In the 2014-15 school year, 52 per cent (or $66.4 million) was used for its intended purpose -- to “support those students who are living in poverty and at risk of not succeeding academically.”
Meanwhile, the TDSB used 48 per cent (or $61 million) of the grant for purposes other than funding programs and support for at-risk students.
Meagher blames a lack of explicit restrictions by the provincial government on how the grant is to be spent.
According to the report, the grant is ‘unsweatered’ which means the school boards that receive it have flexibility on how they spend the money and thus “are able, and do, divert it to other uses because of budget pressures.”
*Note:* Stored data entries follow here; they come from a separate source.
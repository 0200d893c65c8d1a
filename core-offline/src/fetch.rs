//! Request interception.
//!
//! Routing is synchronous so a host can decide whether to intercept while the
//! fetch event is still being dispatched; serving is asynchronous.

use crate::error::Result;
use crate::manager::OfflineCacheManager;
use crate::paths::{request_path, stored_path, ROOT_PATH};
use bridge_traits::http::{HttpRequest, HttpResponse};
use core_runtime::events::{CacheEvent, WorkerEvent};
use core_runtime::logging::redact_url;
use tracing::{debug, warn};

/// How an outgoing request is handled.
#[derive(Debug, Clone, Copy, PartialEq, Eq)]
pub enum FetchRoute {
    /// Not intercepted; the platform performs the request itself.
    Passthrough,
    /// Root document: network first, cached copy when offline.
    OnlineFirst,
    /// Shell asset: cached copy first, network and lazy population on a miss.
    CacheFirst,
}

impl OfflineCacheManager {
    /// Decide how `request` is handled.
    ///
    /// Only GET requests whose path is in the Resource Table are intercepted.
    pub fn route(&self, request: &HttpRequest) -> FetchRoute {
        if !request.is_get() {
            return FetchRoute::Passthrough;
        }

        match request_path(&self.host.origin(), &request.url) {
            Some(path) if self.shell.resources().contains(&path) => {
                if path == ROOT_PATH {
                    FetchRoute::OnlineFirst
                } else {
                    FetchRoute::CacheFirst
                }
            }
            _ => FetchRoute::Passthrough,
        }
    }

    /// Serve `request` along an already chosen route. `Passthrough` yields `None`.
    pub async fn respond(
        &self,
        request: HttpRequest,
        route: FetchRoute,
    ) -> Result<Option<HttpResponse>> {
        match route {
            FetchRoute::Passthrough => Ok(None),
            FetchRoute::OnlineFirst => self.online_first(request).await.map(Some),
            FetchRoute::CacheFirst => self.cache_first(request).await.map(Some),
        }
    }

    /// Route and serve in one step.
    pub async fn handle_fetch(&self, request: HttpRequest) -> Result<Option<HttpResponse>> {
        let route = self.route(&request);
        debug!(url = redact_url(&request.url), ?route, "Fetch");
        self.respond(request, route).await
    }

    /// Network first; on a transport failure fall back to the cached copy,
    /// otherwise surface the original error.
    ///
    /// Whatever response the network produced is cached, whatever its status.
    pub async fn online_first(&self, request: HttpRequest) -> Result<HttpResponse> {
        let url = request.url.clone();

        match self.http.execute(request).await {
            Ok(response) => {
                self.store_content(&url, &response).await;
                Ok(response)
            }
            Err(network_error) => {
                let content = self.storage.open(&self.names.content).await?;
                match content.get(&url).await? {
                    Some(cached) => {
                        debug!(url = redact_url(&url), error = %network_error, "Offline, serving cached document");
                        Ok(cached)
                    }
                    None => Err(network_error.into()),
                }
            }
        }
    }

    /// Cached copy first; on a miss fetch from the network and cache the
    /// response if it is ok. Network errors on a miss propagate.
    pub async fn cache_first(&self, request: HttpRequest) -> Result<HttpResponse> {
        let content = self.storage.open(&self.names.content).await?;
        if let Some(cached) = content.get(&request.url).await? {
            return Ok(cached);
        }

        let url = request.url.clone();
        let response = self.http.execute(request).await?;
        if response.is_success() {
            match content.put(&url, response.clone()).await {
                Ok(()) => {
                    if let Some(path) = stored_path(&self.host.origin(), &url) {
                        self.emit(WorkerEvent::Cache(CacheEvent::ResourceCached { path }));
                    }
                }
                Err(e) => warn!(url = redact_url(&url), error = %e, "Failed to cache response"),
            }
        }
        Ok(response)
    }

    /// Best-effort write to the content partition; the page gets its
    /// response either way.
    async fn store_content(&self, url: &str, response: &HttpResponse) {
        let result: bridge_traits::error::Result<()> = async {
            let content = self.storage.open(&self.names.content).await?;
            content.put(url, response.clone()).await
        }
        .await;

        if let Err(e) = result {
            warn!(url = redact_url(url), error = %e, "Failed to cache response");
        }
    }
}
//! # Core Runtime Module
//!
//! Foundational runtime infrastructure for the offline cache worker:
//! - Logging and tracing infrastructure
//! - Configuration management (bridge injection, partition names)
//! - Worker event bus
//!
//! ## Overview
//!
//! This crate contains the runtime utilities the cache-lifecycle core depends
//! on. It establishes how bridges are injected, the logging conventions, and
//! how lifecycle outcomes are broadcast to observers.

pub mod config;
pub mod error;
pub mod events;
pub mod logging;

pub use error::{Error, Result};
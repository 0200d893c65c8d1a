//! Page messages: skipWaiting and downloadOffline.

mod common;

use bridge_traits::cache::{CacheStorage, CacheStore};
use bridge_traits::http::HttpResponse;
use common::{url, Harness};
use core_offline::{OfflineError, ShellManifest, WorkerMessage};
use core_runtime::events::{CacheEvent, LifecycleEvent, WorkerEvent};

fn shell() -> ShellManifest {
    ShellManifest::from_static(
        &[
            ("/", "h0"),
            ("main.dart.js", "h1"),
            ("flutter.js", "h2"),
            ("assets/NOTICES", "h3"),
        ],
        &["main.dart.js"],
    )
    .unwrap()
}

async fn installed_and_activated() -> Harness {
    let harness = Harness::new(shell());
    harness.http.serve(url("main.dart.js"), "main");
    harness.manager.install().await.unwrap();
    assert!(harness.manager.activate().await.is_success());
    harness
}

#[tokio::test]
async fn test_skip_waiting_message() {
    let harness = Harness::new(shell());
    let mut events = harness.events.subscribe();

    assert!(harness
        .manager
        .handle_message_payload("skipWaiting")
        .await
        .unwrap());

    assert_eq!(harness.host.skip_waiting_count(), 1);
    assert_eq!(
        events.recv().await.unwrap(),
        WorkerEvent::Lifecycle(LifecycleEvent::SkipWaitingRequested)
    );
}

#[tokio::test]
async fn test_unknown_message_is_ignored() {
    let harness = Harness::new(shell());

    assert!(!harness
        .manager
        .handle_message_payload("reloadEverything")
        .await
        .unwrap());
    assert_eq!(harness.host.skip_waiting_count(), 0);
    assert!(harness.http.requests().is_empty());
}

#[tokio::test]
async fn test_download_offline_fetches_only_missing_entries() {
    let harness = installed_and_activated().await;
    let mut events = harness.events.subscribe();
    harness.http.clear_requests();
    for path in ["/", "flutter.js", "assets/NOTICES"] {
        harness.http.serve(url(path), path);
    }

    harness
        .manager
        .handle_message(WorkerMessage::DownloadOffline)
        .await
        .unwrap();

    let mut requested = harness.http.requested_urls();
    requested.sort();
    assert_eq!(
        requested,
        vec![url("/"), url("assets/NOTICES"), url("flutter.js")]
    );
    assert_eq!(harness.content_keys().await.len(), 4);
    let root = harness.content().get(&url("/")).await.unwrap().unwrap();
    assert_eq!(root.body, "/");
    assert_eq!(
        events.recv().await.unwrap(),
        WorkerEvent::Cache(CacheEvent::OfflineDownloadCompleted { downloaded: 3 })
    );
}

#[tokio::test]
async fn test_download_offline_with_complete_content_is_noop() {
    let harness = installed_and_activated().await;
    for path in ["/", "flutter.js", "assets/NOTICES"] {
        harness.http.serve(url(path), path);
    }
    assert_eq!(harness.manager.download_offline().await.unwrap(), 3);
    harness.http.clear_requests();

    assert_eq!(harness.manager.download_offline().await.unwrap(), 0);
    assert!(harness.http.requests().is_empty());
}

#[tokio::test]
async fn test_download_offline_is_all_or_nothing() {
    let harness = installed_and_activated().await;
    harness.http.serve(url("/"), "root");
    harness.http.serve(url("flutter.js"), "flutter");
    harness
        .http
        .respond(url("assets/NOTICES"), HttpResponse::new(404, "gone"));

    let err = harness.manager.download_offline().await.unwrap_err();

    assert!(matches!(err, OfflineError::BadStatus { status: 404, .. }));
    assert_eq!(harness.content_keys().await, vec![url("main.dart.js")]);
}

#[tokio::test]
async fn test_download_offline_ignores_versioned_keys() {
    let harness = installed_and_activated().await;
    // A `?v=` variant does not count as the table entry being present
    harness
        .storage
        .open("app-shell-content")
        .await
        .unwrap()
        .put(&format!("{}?v=2", url("flutter.js")), HttpResponse::new(200, "v"))
        .await
        .unwrap();
    for path in ["/", "flutter.js", "assets/NOTICES"] {
        harness.http.serve(url(path), path);
    }

    assert_eq!(harness.manager.download_offline().await.unwrap(), 3);
}
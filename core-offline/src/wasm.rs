//! Service-worker event wiring.
//!
//! Exposes `startOfflineWorker(resources, core)` to the worker script and
//! attaches `install`, `activate`, `fetch` and `message` listeners that drive
//! an [`OfflineCacheManager`].
//!
//! ```js
//! import init, { startOfflineWorker } from "./core_offline.js";
//!
//! await init();
//! startOfflineWorker(RESOURCES, ["main.dart.js", "index.html", "assets/NOTICES"]);
//! ```

use crate::error::OfflineError;
use crate::fetch::FetchRoute;
use crate::manager::{OfflineCacheManager, ReconciliationOutcome};
use crate::shell::{CoreSet, ResourceTable, ShellManifest};
use bridge_traits::logging::LogLevel;
use bridge_wasm::{convert, worker_scope, ServiceWorkerHost, WasmCacheStorage, WorkerFetchClient};
use core_runtime::config::WorkerConfig;
use core_runtime::logging::{init_logging, LoggingConfig};
use std::rc::Rc;
use std::sync::Arc;
use tracing::{debug, warn};
use wasm_bindgen::prelude::*;
use wasm_bindgen_futures::future_to_promise;
use web_sys::{ExtendableEvent, ExtendableMessageEvent, FetchEvent};

fn to_js(err: impl std::fmt::Display) -> JsValue {
    JsValue::from_str(&err.to_string())
}

/// Build a manager for `resources`/`core` and start listening for worker events.
#[wasm_bindgen(js_name = startOfflineWorker)]
pub fn start_offline_worker(resources: JsValue, core: JsValue) -> Result<(), JsValue> {
    console_error_panic_hook::set_once();
    // A second start in the same scope keeps the first subscriber
    let _ = init_logging(LoggingConfig::default().with_level(LogLevel::Info));

    let resources: ResourceTable = serde_wasm_bindgen::from_value(resources)?;
    let core: Vec<String> = serde_wasm_bindgen::from_value(core)?;
    let shell = ShellManifest::new(resources, CoreSet::from(core)).map_err(to_js)?;

    let config = WorkerConfig::builder()
        .http_client(Arc::new(WorkerFetchClient::new().map_err(to_js)?))
        .cache_storage(Arc::new(WasmCacheStorage::new().map_err(to_js)?))
        .worker_host(Arc::new(ServiceWorkerHost::new().map_err(to_js)?))
        .build()
        .map_err(to_js)?;

    register(OfflineCacheManager::new(config, shell))
}

/// Attach the manager to the worker's lifecycle and fetch events.
pub fn register(manager: OfflineCacheManager) -> Result<(), JsValue> {
    let scope = worker_scope().map_err(to_js)?;
    let manager = Rc::new(manager);

    let on_install = {
        let manager = Rc::clone(&manager);
        Closure::<dyn FnMut(ExtendableEvent)>::new(move |event: ExtendableEvent| {
            let manager = Rc::clone(&manager);
            let promise = future_to_promise(async move {
                manager.install().await.map_err(to_js)?;
                Ok(JsValue::UNDEFINED)
            });
            if let Err(err) = event.wait_until(&promise) {
                warn!(error = ?err, "waitUntil rejected for install");
            }
        })
    };

    let on_activate = {
        let manager = Rc::clone(&manager);
        Closure::<dyn FnMut(ExtendableEvent)>::new(move |event: ExtendableEvent| {
            let manager = Rc::clone(&manager);
            let promise = future_to_promise(async move {
                // A failed upgrade has already wiped the partitions; activation proceeds
                if let ReconciliationOutcome::Reset { reason } = manager.activate().await {
                    debug!(%reason, "Activated with empty caches");
                }
                Ok(JsValue::UNDEFINED)
            });
            if let Err(err) = event.wait_until(&promise) {
                warn!(error = ?err, "waitUntil rejected for activate");
            }
        })
    };

    let on_fetch = {
        let manager = Rc::clone(&manager);
        Closure::<dyn FnMut(FetchEvent)>::new(move |event: FetchEvent| {
            let request = match convert::request_from_js(&event.request()) {
                Ok(request) => request,
                // Methods the bridge cannot model are never intercepted
                Err(_) => return,
            };
            let route = manager.route(&request);
            if route == FetchRoute::Passthrough {
                return;
            }

            let manager = Rc::clone(&manager);
            let promise = future_to_promise(async move {
                let response = manager
                    .respond(request, route)
                    .await
                    .map_err(to_js)?
                    .ok_or_else(|| to_js("intercepted request produced no response"))?;
                convert::response_to_js(&response)
                    .map(JsValue::from)
                    .map_err(to_js)
            });
            if let Err(err) = event.respond_with(&promise) {
                warn!(error = ?err, "respondWith rejected");
            }
        })
    };

    let on_message = {
        let manager = Rc::clone(&manager);
        Closure::<dyn FnMut(ExtendableMessageEvent)>::new(move |event: ExtendableMessageEvent| {
            let Some(payload) = event.data().as_string() else {
                return;
            };
            let manager = Rc::clone(&manager);
            let promise = future_to_promise(async move {
                manager
                    .handle_message_payload(&payload)
                    .await
                    .map_err(|e: OfflineError| {
                        warn!(error = %e, "Worker message failed");
                        to_js(e)
                    })?;
                Ok(JsValue::UNDEFINED)
            });
            if let Err(err) = event.wait_until(&promise) {
                warn!(error = ?err, "waitUntil rejected for message");
            }
        })
    };

    scope.add_event_listener_with_callback("install", on_install.as_ref().unchecked_ref())?;
    scope.add_event_listener_with_callback("activate", on_activate.as_ref().unchecked_ref())?;
    scope.add_event_listener_with_callback("fetch", on_fetch.as_ref().unchecked_ref())?;
    scope.add_event_listener_with_callback("message", on_message.as_ref().unchecked_ref())?;

    // Listeners live as long as the worker
    on_install.forget();
    on_activate.forget();
    on_fetch.forget();
    on_message.forget();

    Ok(())
}
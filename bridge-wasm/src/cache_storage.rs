//! Cache Storage API implementation of the cache bridge traits.

use crate::convert::{response_from_js, response_to_js};
use crate::error::storage_error;
use crate::worker_scope;
use async_trait::async_trait;
use bridge_traits::{
    cache::{CacheStorage, CacheStore},
    error::{BridgeError, Result as BridgeResult},
    http::HttpResponse,
};
use js_sys::{Array, Promise};
use std::sync::Arc;
use tracing::{debug, warn};
use wasm_bindgen::{JsCast, JsValue};
use wasm_bindgen_futures::JsFuture;
use web_sys::{Cache, Request, Response};

async fn settle(context: &str, promise: Promise) -> BridgeResult<JsValue> {
    JsFuture::from(promise)
        .await
        .map_err(|err| storage_error(context, err))
}

/// `self.caches` of the running worker.
pub struct WasmCacheStorage {
    caches: web_sys::CacheStorage,
}

impl WasmCacheStorage {
    /// Bind to the Cache Storage of the current worker scope.
    pub fn new() -> BridgeResult<Self> {
        let caches = worker_scope()?
            .caches()
            .map_err(|err| storage_error("self.caches", err))?;
        Ok(Self { caches })
    }
}

#[async_trait(?Send)]
impl CacheStorage for WasmCacheStorage {
    async fn open(&self, name: &str) -> BridgeResult<Arc<dyn CacheStore>> {
        let cache = settle("caches.open", self.caches.open(name))
            .await?
            .dyn_into::<Cache>()
            .map_err(|_| BridgeError::Storage(format!("caches.open({}) returned non-Cache", name)))?;
        Ok(Arc::new(WasmCacheStore { cache }))
    }

    async fn delete(&self, name: &str) -> BridgeResult<bool> {
        let deleted = settle("caches.delete", self.caches.delete(name))
            .await?
            .is_truthy();
        debug!(partition = name, deleted, "Deleted cache partition");
        Ok(deleted)
    }

    async fn has(&self, name: &str) -> BridgeResult<bool> {
        Ok(settle("caches.has", self.caches.has(name)).await?.is_truthy())
    }

    async fn keys(&self) -> BridgeResult<Vec<String>> {
        let names = Array::from(&settle("caches.keys", self.caches.keys()).await?);
        Ok(names.iter().filter_map(|name| name.as_string()).collect())
    }
}

/// One opened `Cache`.
pub struct WasmCacheStore {
    cache: Cache,
}

#[async_trait(?Send)]
impl CacheStore for WasmCacheStore {
    async fn keys(&self) -> BridgeResult<Vec<String>> {
        let requests = Array::from(&settle("cache.keys", self.cache.keys()).await?);
        Ok(requests
            .iter()
            .filter_map(|request| request.dyn_into::<Request>().ok())
            .map(|request| request.url())
            .collect())
    }

    async fn get(&self, url: &str) -> BridgeResult<Option<HttpResponse>> {
        let matched = settle("cache.match", self.cache.match_with_str(url)).await?;
        match matched.dyn_into::<Response>() {
            Ok(response) => response_from_js(&response).await.map(Some),
            // `match` resolves to undefined on a miss
            Err(_) => Ok(None),
        }
    }

    async fn put(&self, url: &str, response: HttpResponse) -> BridgeResult<()> {
        let js_response = response_to_js(&response)?;
        settle("cache.put", self.cache.put_with_str(url, &js_response))
            .await
            .map_err(|err| {
                warn!(url, error = %err, "cache.put failed");
                err
            })?;
        Ok(())
    }

    async fn delete(&self, url: &str) -> BridgeResult<bool> {
        Ok(settle("cache.delete", self.cache.delete_with_str(url))
            .await?
            .is_truthy())
    }
}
Social Planning Toronto is recommending that the TDSB reallocate the entirety of the LOG grant to support students living in poverty.
It goes on to suggest that the provincial government provide better funding for education in Toronto in hopes of reducing the “pressure on Toronto’s school boards” that has resulted in money being diverted from students who need it most.
The non-profit advocacy group also advises that said 'unsweatered' money be 'sweatered' to ensure the funding is spent as expected.